Mexican war--Jefferson troop--General Thomas Hinds--Natchez fencibles, Captain Clay--Vicksburg--Mustering officer, General Duffield--Company rejected--Trip to Jackson--Governor Brown--General McMackin--Alleghany College, Meadville, Pennsylvania--Concert--Escaped slave--Copper cents--Skating, sleigh riding--Militia muster--Home again--Cotton planter of those days--The negro as he then was--As he is now.

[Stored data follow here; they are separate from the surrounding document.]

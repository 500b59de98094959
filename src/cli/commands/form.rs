//! Interactive course entry (`form`)

use super::courses::{render_notice, settle};
use gpa_ledger::ledger::{CourseForm, Field, Ledger};
use std::io::{self, BufRead, Write};

/// Prompt for courses until the input ends or the user submits a blank form.
///
/// Fields are asked in order. A rejected entry prints its notice and asks
/// again for the offending field only, keeping what was already typed.
///
/// # Returns
/// Number of courses added
///
/// # Errors
/// Returns an error if reading input or writing prompts fails
pub async fn run_session<R: BufRead, W: Write>(
    ledger: &mut Ledger,
    mut input: R,
    mut out: W,
    precision: usize,
) -> io::Result<usize> {
    let mut form = CourseForm::new();
    let mut added = 0;
    let mut pending: Vec<Field> = Field::ORDER.to_vec();

    writeln!(out, "Enter courses; leave Course empty to finish.")?;

    loop {
        for field in pending.drain(..) {
            let Some(text) = prompt(&mut input, &mut out, field)? else {
                return Ok(added);
            };
            form.set(field, text);
            if field == Field::Course && form.is_blank() {
                return Ok(added);
            }
        }

        match form.submit(ledger) {
            Ok(result) => {
                added += 1;
                writeln!(
                    out,
                    "✓ Added {} as #{}. GPA: {}",
                    result.record.name,
                    result.record.id,
                    ledger.gpa().display_with(precision)
                )?;
                settle(result.write).await;
                pending.extend(Field::ORDER);
            }
            Err(e) => {
                writeln!(out, "{}", render_notice(e))?;
                pending.push(e.field());
            }
        }
    }
}

/// Ask for one field. Returns `None` at end of input.
fn prompt<R: BufRead, W: Write>(input: &mut R, out: &mut W, field: Field) -> io::Result<Option<String>> {
    write!(out, "{}: ", field.label())?;
    out.flush()?;

    let mut line = String::new();
    if input.read_line(&mut line)? == 0 {
        return Ok(None);
    }
    Ok(Some(line.trim_end_matches(['\r', '\n']).to_string()))
}
//! Integration tests for the file-backed store and snapshot format

use gpa_ledger::ledger::{Ledger, LoadOrigin};
use gpa_ledger::models::{CourseId, CourseRecord};
use gpa_ledger::store::{snapshot, FileStore, KeyValueStore, COURSE_LIST_KEY};
use std::sync::Arc;
use tempfile::TempDir;

#[tokio::test]
async fn ledger_survives_restart_on_disk() {
    let dir = TempDir::new().expect("Failed to create temp dir");

    let mut ledger = Ledger::initialize(Arc::new(FileStore::new(dir.path()))).await;
    assert!(matches!(ledger.origin(), LoadOrigin::Fresh));
    ledger.add_course("Algebra", "3", "4").unwrap();
    let last = ledger.add_course("History", "2", "3").unwrap();
    last.write.settled().await.unwrap();
    let expected = ledger.records().to_vec();
    drop(ledger);

    let reopened = Ledger::initialize(Arc::new(FileStore::new(dir.path()))).await;
    assert!(matches!(reopened.origin(), LoadOrigin::Restored(2)));
    assert_eq!(reopened.records(), expected.as_slice());
    assert_eq!(reopened.gpa().to_string(), "3.60");
}

#[tokio::test]
async fn reads_snapshot_written_by_earlier_versions() {
    let dir = TempDir::new().expect("Failed to create temp dir");
    let store = FileStore::new(dir.path());
    store
        .write(
            COURSE_LIST_KEY,
            r#"[{"id":1718000000000,"course":"Calculus","credits":4,"grade":3.7},{"id":1718000000500,"course":"Poetry","credits":1.5,"grade":4}]"#,
        )
        .await
        .unwrap();

    let ledger = Ledger::initialize(Arc::new(store)).await;
    assert_eq!(ledger.len(), 2);
    assert_eq!(ledger.records()[0].id, CourseId(1_718_000_000_000));
    assert_eq!(ledger.records()[1].name, "Poetry");
}

#[tokio::test]
async fn snapshot_file_uses_course_field() {
    let dir = TempDir::new().expect("Failed to create temp dir");
    let store = FileStore::new(dir.path());
    let path = store.path_for(COURSE_LIST_KEY);

    let mut ledger = Ledger::initialize(Arc::new(store)).await;
    ledger
        .add_course("Algebra", "3", "4")
        .unwrap()
        .write
        .settled()
        .await
        .unwrap();

    let raw = std::fs::read_to_string(path).unwrap();
    let json: serde_json::Value = serde_json::from_str(&raw).unwrap();
    let entry = &json.as_array().unwrap()[0];
    assert_eq!(entry["course"], "Algebra");
    assert_eq!(entry["credits"], 3.0);
    assert_eq!(entry["grade"], 4.0);
    assert!(entry["id"].is_u64());
}

#[tokio::test]
async fn unreadable_snapshot_file_starts_empty() {
    let dir = TempDir::new().expect("Failed to create temp dir");
    let store = FileStore::new(dir.path());
    std::fs::write(store.path_for(COURSE_LIST_KEY), "[{\"id\":1}").unwrap();

    let ledger = Ledger::initialize(Arc::new(store)).await;
    assert!(ledger.is_empty());
    assert!(matches!(ledger.origin(), LoadOrigin::Recovered(_)));
}

#[test]
fn snapshot_round_trip_is_field_for_field() {
    let records = vec![
        CourseRecord::new(CourseId(1_718_000_000_000), "Algebra".to_string(), 3.0, 4.0),
        CourseRecord::new(CourseId(1_718_000_000_001), "Études".to_string(), 0.5, 2.75),
        CourseRecord::new(CourseId(1_718_000_000_002), "Seminar \"Q\"".to_string(), 1.0, -0.5),
    ];

    let decoded = snapshot::decode(&snapshot::encode(&records).unwrap()).unwrap();
    assert_eq!(decoded, records);
}

#[tokio::test]
async fn repeated_ids_keep_the_first_record() {
    let dir = TempDir::new().expect("Failed to create temp dir");
    let store = FileStore::new(dir.path());
    store
        .write(
            COURSE_LIST_KEY,
            r#"[{"id":1,"course":"Calculus","credits":4,"grade":3},{"id":1,"course":"Copy","credits":1,"grade":1},{"id":2,"course":"Poetry","credits":2,"grade":4}]"#,
        )
        .await
        .unwrap();

    let ledger = Ledger::initialize(Arc::new(store)).await;
    assert!(matches!(ledger.origin(), LoadOrigin::Restored(2)));
    let names: Vec<&str> = ledger.records().iter().map(|r| r.name.as_str()).collect();
    assert_eq!(names, ["Calculus", "Poetry"]);
}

        My first effort to be a soldier was to join a cavalry company, gotten up by Charles Clark, then a lawyer living in Fayette, Jefferson county. This was a great man, and in another place, when I shall have occasion to mention him, I will pay a tribute of love and admiration to his character and services to his state. Our company was to be called the Jefferson Troop, after the celebrated company commanded by General Thomas Hinds in the battle of New Orleans, of whom General Jackson, speaking of its charge upon the British lilies, said: "It was the wonder of one army and the admiration of the other." I knew General Hinds in my boyhood days, and remember him as a fine old gentleman of the olden time. For him the county of Hinds was named, and thus his name will live as long as the state does. After some weeks of drilling, it being found no cavalry was wanted from Mississippi, we disbanded, and I went to Natchez and joined a company commanded by a Captain Clay, and called, I believe, the Natchez Fencibles. Captain Clay took, as he supposed, a full company to Vicksburg to be mustered into service. Certainly, as I remember, it was a fine company, but there was politics in those days as well as


Page 13

now, for it was charged openly it was due to the desire of the state administration to keep a place open for a company from some other part of the state, which was always true to the Democratic party of the time, that Captain Clay's company was not mustered in, it being from a staunch Whig county. Anyway we got to Vicksburg and were assigned quarters in the old depot building, where, after remaining a few days, we were brought out by General Duffield, to be, as we supposed, mustered into service.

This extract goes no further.